The Sniffari: Why Slower Walks Create Calmer Dogs
- Lucky

- Apr 20
- 3 min read

There’s a moment on certain walks where everything shifts. The leash loosens, the pace slows, your dog drops their head and starts to sniff.
Most people interrupt that moment.“Come on. Let’s go.” “We need to keep moving.”
But what if that moment is the whole point?
Welcome to the sniffari - a silly little name for a different kind of walk, and one that can completely change your dog’s behaviour, confidence, and emotional state.
What Is a Sniffari?
A sniffari is a walk led by your dog’s nose. Its goal is not distance, not speed, not a step count. Instead of rushing from A to B, your dog is allowed to pause, investigate, and process the world through scent the way they were designed to. It might look like you’re “not getting anywhere.” But something important is happening. Your dog is thinking.
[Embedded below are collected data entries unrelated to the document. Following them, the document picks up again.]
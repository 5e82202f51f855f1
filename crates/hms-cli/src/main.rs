//! # hms CLI Entry Point
//!
//! Assembles subcommands, loads the state file, dispatches, and writes
//! the file back when a command mutated state.

use std::path::PathBuf;

use clap::Parser;

use hms_cli::statefile::StateFile;
use hms_store::RoomStore;

/// HMS Stack CLI — hotel room lifecycle tooling.
///
/// Provisions rooms, drives status changes through the protected state
/// machine, gates availability on maintenance requests, and verifies the
/// audit chain.
#[derive(Parser, Debug)]
#[command(name = "hms", version, about)]
struct Cli {
    /// Path to the JSON state file.
    #[arg(long, global = true, default_value = "hms-state.json")]
    state_file: PathBuf,

    #[command(subcommand)]
    command: Commands,
}

#[derive(clap::Subcommand, Debug)]
enum Commands {
    /// Provision and operate rooms.
    Room(hms_cli::rooms::RoomArgs),
    /// Inspect the state graph itself.
    Status(hms_cli::status::StatusArgs),
    /// File and progress maintenance requests.
    Maintenance(hms_cli::maintenance::MaintenanceArgs),
    /// Verify and inspect the audit chain.
    Audit(hms_cli::audit::AuditArgs),
}

fn main() -> anyhow::Result<()> {
    tracing_subscriber::fmt()
        .with_env_filter(tracing_subscriber::EnvFilter::from_default_env())
        .init();

    let cli = Cli::parse();
    let file = StateFile::new(cli.state_file);
    let machine = file.load()?;
    tracing::debug!(
        rooms = machine.store().list_rooms().len(),
        state_file = %file.path().display(),
        "state file loaded"
    );

    let mutated = match cli.command {
        Commands::Room(args) => hms_cli::rooms::run(&machine, args)?,
        Commands::Status(args) => {
            hms_cli::status::run(args)?;
            false
        }
        Commands::Maintenance(args) => hms_cli::maintenance::run(&machine, args)?,
        Commands::Audit(args) => {
            hms_cli::audit::run(&machine, args)?;
            false
        }
    };

    if mutated {
        file.save(&machine)?;
    }

    Ok(())
}
//! # Room Status — The Seven Operational States
//!
//! The closed enum of room states, their canonical wire names, display
//! descriptions, and the static adjacency table of legal transitions.

use serde::{Deserialize, Serialize};
use thiserror::Error;

/// The operational status of a physical room.
///
/// Canonical wire names are SCREAMING_SNAKE_CASE (`"OUT_OF_SERVICE"`).
/// There is no variant for any other spelling — the parse boundary is
/// [`RoomStatus::parse()`] and everything behind it is exhaustively matched.
#[derive(Debug, Clone, Copy, PartialEq, Eq, Hash, Serialize, Deserialize)]
pub enum RoomStatus {
    /// Room ready to be booked.
    #[serde(rename = "AVAILABLE")]
    Available,
    /// Reserved for a future stay, not yet occupied.
    #[serde(rename = "BOOKED")]
    Booked,
    /// Guest currently in residence.
    #[serde(rename = "OCCUPIED")]
    Occupied,
    /// Guest has departed; room not yet cleaned.
    #[serde(rename = "CHECKOUT")]
    Checkout,
    /// Housekeeping actively servicing the room.
    #[serde(rename = "CLEANING")]
    Cleaning,
    /// Room removed from service for repair.
    #[serde(rename = "MAINTENANCE")]
    Maintenance,
    /// Administratively withdrawn, not bookable.
    #[serde(rename = "OUT_OF_SERVICE")]
    OutOfService,
}

impl RoomStatus {
    /// All seven states, in lifecycle order.
    pub const ALL: [RoomStatus; 7] = [
        Self::Available,
        Self::Booked,
        Self::Occupied,
        Self::Checkout,
        Self::Cleaning,
        Self::Maintenance,
        Self::OutOfService,
    ];

    /// The canonical wire name of this status.
    pub fn as_str(&self) -> &'static str {
        match self {
            Self::Available => "AVAILABLE",
            Self::Booked => "BOOKED",
            Self::Occupied => "OCCUPIED",
            Self::Checkout => "CHECKOUT",
            Self::Cleaning => "CLEANING",
            Self::Maintenance => "MAINTENANCE",
            Self::OutOfService => "OUT_OF_SERVICE",
        }
    }

    /// Convert a canonical wire name to a `RoomStatus`.
    ///
    /// Returns `None` for any other input. Use [`RoomStatus::parse()`] when
    /// a typed error is needed.
    pub fn from_name(name: &str) -> Option<Self> {
        match name {
            "AVAILABLE" => Some(Self::Available),
            "BOOKED" => Some(Self::Booked),
            "OCCUPIED" => Some(Self::Occupied),
            "CHECKOUT" => Some(Self::Checkout),
            "CLEANING" => Some(Self::Cleaning),
            "MAINTENANCE" => Some(Self::Maintenance),
            "OUT_OF_SERVICE" => Some(Self::OutOfService),
            _ => None,
        }
    }

    /// Parse a canonical wire name, rejecting unknown names with a typed
    /// error that lists the known states.
    pub fn parse(name: &str) -> Result<Self, InvalidStatusError> {
        Self::from_name(name).ok_or_else(|| InvalidStatusError {
            got: name.to_string(),
        })
    }

    /// The set of states directly reachable from this state.
    ///
    /// This is the static transition table. No state lists itself — a
    /// self-transition is never a defined move.
    ///
    /// `OutOfService → Available` is deliberate: administrative
    /// reactivation returns a withdrawn room to the floor without a
    /// cleaning pass. Rooms that were last occupied go through
    /// `Cleaning` instead.
    pub fn valid_transitions(&self) -> &'static [RoomStatus] {
        match self {
            Self::Available => &[Self::Booked, Self::Maintenance, Self::OutOfService],
            Self::Booked => &[
                Self::Occupied,
                Self::Available,
                Self::Maintenance,
                Self::OutOfService,
            ],
            Self::Occupied => &[Self::Checkout, Self::Maintenance, Self::OutOfService],
            Self::Checkout => &[Self::Cleaning, Self::Maintenance, Self::OutOfService],
            Self::Cleaning => &[Self::Available, Self::Maintenance, Self::OutOfService],
            Self::Maintenance => &[Self::Available, Self::Cleaning, Self::OutOfService],
            Self::OutOfService => &[Self::Maintenance, Self::Cleaning, Self::Available],
        }
    }

    /// Human-readable description of this state, for display layers.
    pub fn description(&self) -> &'static str {
        match self {
            Self::Available => "Room is clean and ready to be booked.",
            Self::Booked => "Room is reserved for a future stay and is not yet occupied.",
            Self::Occupied => "A guest is currently in residence.",
            Self::Checkout => "The guest has departed; the room has not been cleaned yet.",
            Self::Cleaning => "Housekeeping is actively servicing the room.",
            Self::Maintenance => "Room is removed from service for repair.",
            Self::OutOfService => "Room is administratively withdrawn and cannot be booked.",
        }
    }

    /// Whether a new booking may be taken against this room.
    pub fn is_bookable(&self) -> bool {
        matches!(self, Self::Available)
    }
}

impl std::fmt::Display for RoomStatus {
    fn fmt(&self, f: &mut std::fmt::Formatter<'_>) -> std::fmt::Result {
        f.write_str(self.as_str())
    }
}

impl std::str::FromStr for RoomStatus {
    type Err = InvalidStatusError;

    fn from_str(s: &str) -> Result<Self, Self::Err> {
        Self::parse(s)
    }
}

/// The requested status name is not a member of the known state set.
#[derive(Error, Debug, Clone, PartialEq, Eq)]
#[error("unknown room status {got:?}; known statuses are: {}", known_statuses())]
pub struct InvalidStatusError {
    /// The rejected input.
    pub got: String,
}

fn known_statuses() -> String {
    RoomStatus::ALL
        .iter()
        .map(RoomStatus::as_str)
        .collect::<Vec<_>>()
        .join(", ")
}

#[cfg(test)]
mod tests {
    use super::*;

    #[test]
    fn test_wire_names_round_trip() {
        for status in RoomStatus::ALL {
            assert_eq!(RoomStatus::from_name(status.as_str()), Some(status));
        }
    }

    #[test]
    fn test_display_matches_wire_name() {
        assert_eq!(RoomStatus::OutOfService.to_string(), "OUT_OF_SERVICE");
        assert_eq!(RoomStatus::Available.to_string(), "AVAILABLE");
    }

    #[test]
    fn test_parse_rejects_unknown_names() {
        let err = RoomStatus::parse("DIRTY").unwrap_err();
        assert_eq!(err.got, "DIRTY");
        assert!(err.to_string().contains("OUT_OF_SERVICE"));

        // Non-canonical spellings are not statuses.
        assert!(RoomStatus::parse("available").is_err());
        assert!(RoomStatus::parse("Out-of-Service").is_err());
        assert!(RoomStatus::parse("").is_err());
    }

    #[test]
    fn test_from_str_for_clap() {
        let status: RoomStatus = "CLEANING".parse().unwrap();
        assert_eq!(status, RoomStatus::Cleaning);
    }

    #[test]
    fn test_no_state_lists_itself() {
        for status in RoomStatus::ALL {
            assert!(
                !status.valid_transitions().contains(&status),
                "{status} must not be its own transition target"
            );
        }
    }

    #[test]
    fn test_every_state_has_an_exit() {
        // No terminal state: Out-of-Service can always be escalated back.
        for status in RoomStatus::ALL {
            assert!(!status.valid_transitions().is_empty());
        }
    }

    #[test]
    fn test_serde_uses_wire_names() {
        let json = serde_json::to_string(&RoomStatus::OutOfService).unwrap();
        assert_eq!(json, "\"OUT_OF_SERVICE\"");
        let parsed: RoomStatus = serde_json::from_str("\"CHECKOUT\"").unwrap();
        assert_eq!(parsed, RoomStatus::Checkout);
    }

    #[test]
    fn test_descriptions_are_distinct() {
        for a in RoomStatus::ALL {
            for b in RoomStatus::ALL {
                if a != b {
                    assert_ne!(a.description(), b.description());
                }
            }
        }
    }

    #[test]
    fn test_only_available_is_bookable() {
        for status in RoomStatus::ALL {
            assert_eq!(status.is_bookable(), status == RoomStatus::Available);
        }
    }
}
Why Sniffing Matters (More Than You Think)
Dogs don’t experience the world the way we do. Where we rely on sight, dogs rely on scent. They have up to 300 million olfactory receptors (compared to our 5 to 6 million), and a significant portion of their brain is dedicated to processing smells. It's like if humans could smell colours! So when your dog stops to sniff a patch of grass, they’re not being stubborn - they’re reading the news. They're learning who’s been there, what they were feeling and how long ago they passed through. Sniffing is information and processing that information is mentally engaging.
The Science: Sniffing and the Nervous System
Here’s where it gets interesting: Sniffing isn’t just enriching, it’s regulating. Research in canine behaviour and cognition (including work highlighted by Alexandra Horowitz and studies from institutions like University of Veterinary Medicine Vienna) shows that scent-based activities:

Lower heart rate
Reduce stress signals
Increase calm, exploratory behaviour
Provide meaningful mental stimulation
This is why a slow, sniff-heavy walk can leave a dog more settled than a long, fast-paced one. The walk becomes not about burning energy but about processing it.
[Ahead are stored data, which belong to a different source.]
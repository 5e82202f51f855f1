//! Status subcommands: reference output about the state graph itself,
//! independent of any particular room.

use clap::{Args, Subcommand};

use hms_state::{RoomStatus, BUSINESS_RULES};

#[derive(Args, Debug)]
pub struct StatusArgs {
    #[command(subcommand)]
    pub command: StatusCommand,
}

#[derive(Subcommand, Debug)]
pub enum StatusCommand {
    /// List all seven statuses with their descriptions.
    List,
    /// Show the legal targets from a given status, plus any named rules
    /// explaining forbidden shortcuts.
    Transitions {
        /// Source status wire name (e.g. OCCUPIED).
        from: RoomStatus,
    },
}

/// Execute a status subcommand. Never mutates state.
pub fn run(args: StatusArgs) -> anyhow::Result<()> {
    match args.command {
        StatusCommand::List => {
            for status in RoomStatus::ALL {
                println!("{:<16} {}", status.to_string(), status.description());
            }
        }
        StatusCommand::Transitions { from } => {
            println!("legal targets from {from}:");
            for target in from.valid_transitions() {
                println!("  {:<16} {}", target.to_string(), target.description());
            }
            let named: Vec<_> = BUSINESS_RULES.iter().filter(|r| r.from == from).collect();
            if !named.is_empty() {
                println!("forbidden by rule:");
                for rule in named {
                    println!("  {:<16} {}", rule.to.to_string(), rule.reason);
                }
            }
        }
    }
    Ok(())
}
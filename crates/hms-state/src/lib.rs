//! # hms-state — Room Lifecycle State Machine
//!
//! Implements the room status graph that governs how a physical room moves
//! between operational states under the hands of receptionists, housekeeping,
//! and maintenance staff.
//!
//! ## States and Transitions
//!
//! ```text
//!                ┌──────────▶ Booked ──────────▶ Occupied
//!                │               │                  │
//!            Available ◀────────┘                   ▼
//!             ▲  ▲  ▲                            Checkout
//!             │  │  │                               │
//!             │  │  └── Cleaning ◀──────────────────┘
//!             │  │          ▲
//!             │  └───── Maintenance ◀── (any state)
//!             │             ▲
//!             └──────── Out-of-Service ◀── (any state)
//! ```
//!
//! Every state can additionally move to `Maintenance` and `OutOfService`;
//! the diagram shows only the guest-facing happy path. The full adjacency
//! set is [`RoomStatus::valid_transitions()`].
//!
//! ## Design
//!
//! Statuses are a closed enum, not strings — an unrecognized status name
//! cannot reach business logic; it is rejected at the parse boundary with
//! [`InvalidStatusError`]. The transition table and the named business-rule
//! exceptions are `&'static` data built into the binary; there is no runtime
//! mutation and therefore no synchronization concern.
//!
//! This crate is pure logic. Locking, persistence, conflict checks, and
//! audit logging live in `hms-store` and `hms-rooms`.

pub mod status;
pub mod transition;

pub use status::{InvalidStatusError, RoomStatus};
pub use transition::{
    business_rule, can_transition, validate, valid_transitions, BusinessRule, TransitionError,
    BUSINESS_RULES,
};
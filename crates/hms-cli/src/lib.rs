//! # hms-cli — Operator Tooling for the HMS Stack
//!
//! Subcommand handlers for the `hms` binary. All state lives in a JSON
//! state file (rooms, the audit chain, and the maintenance ledger); each
//! invocation loads the file, runs one operation through the same
//! `RoomStateMachine` the library exposes, and writes the file back if
//! anything changed.
//!
//! The state file's audit chain is verified on every load; a tampered
//! file refuses to load.

pub mod audit;
pub mod maintenance;
pub mod rooms;
pub mod statefile;
pub mod status;

use hms_store::{InMemoryStore, MaintenanceLedger};

/// The machine every CLI command operates on.
pub type CliMachine = hms_rooms::RoomStateMachine<InMemoryStore, MaintenanceLedger>;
Why Fast Walks Can Sometimes Backfire
The world is already intense for dogs. New smells, traffic, other dogs, heat, noise.
When we rush them through that environment, we’re asking their nervous system to keep up without giving them a way to process it. This can result in pulling, reactivity, hyper-alert behaviour and difficulty settling at home. Not all dogs need more exercise. Some of them, especially anxious and sensitive dogs, may need a different kind.
What a Sniffari Actually Looks Like
A true sniffari doesn’t look impressive. You won’t cover much ground. You won’t break a sweat. Instead, it looks like a dog pausing at a tree for a full minute, a slow zig-zag path instead of a straight line, a loose leash, not constant correction. There are many of moments of stillness between movement.
It’s not inefficient. It’s intentional.
“But Don’t Dogs Need Exercise?”
Absolutely. But not all exercise needs to be fast, intense, or structured.
A sniffari still provides gentle physical movement, joint-friendly activity (especially important in the UAE's often intense heat and for senior dogs) and mental stimulation that tires them in a deeper way. A mentally fulfilled dog is often more relaxed than a physically exhausted one.
How This Fits the Calm Canine Rhythm
At Patsy & Tony’s, this is how we walk dogs. Not rushed. Not forced. Not one-size-fits-all.
We follow what we call the Calm Canine Rhythm, which is a balance of movement, rest, and regulation that supports your dog’s nervous system, not just their energy levels.
Because behaviour isn’t solely about training. It’s about how a dog feels in their environment. And sniffing plays a bigger role in that than most people realise.
Is This the Kind of Walk Your Dog Needs?
Not every dog thrives on fast, structured exercise. Some dogs need space. Some need time. Some need to slow down enough to feel safe again.
A sniffari gives them that.
It turns the walk from something they endure into something that actually fulfils them.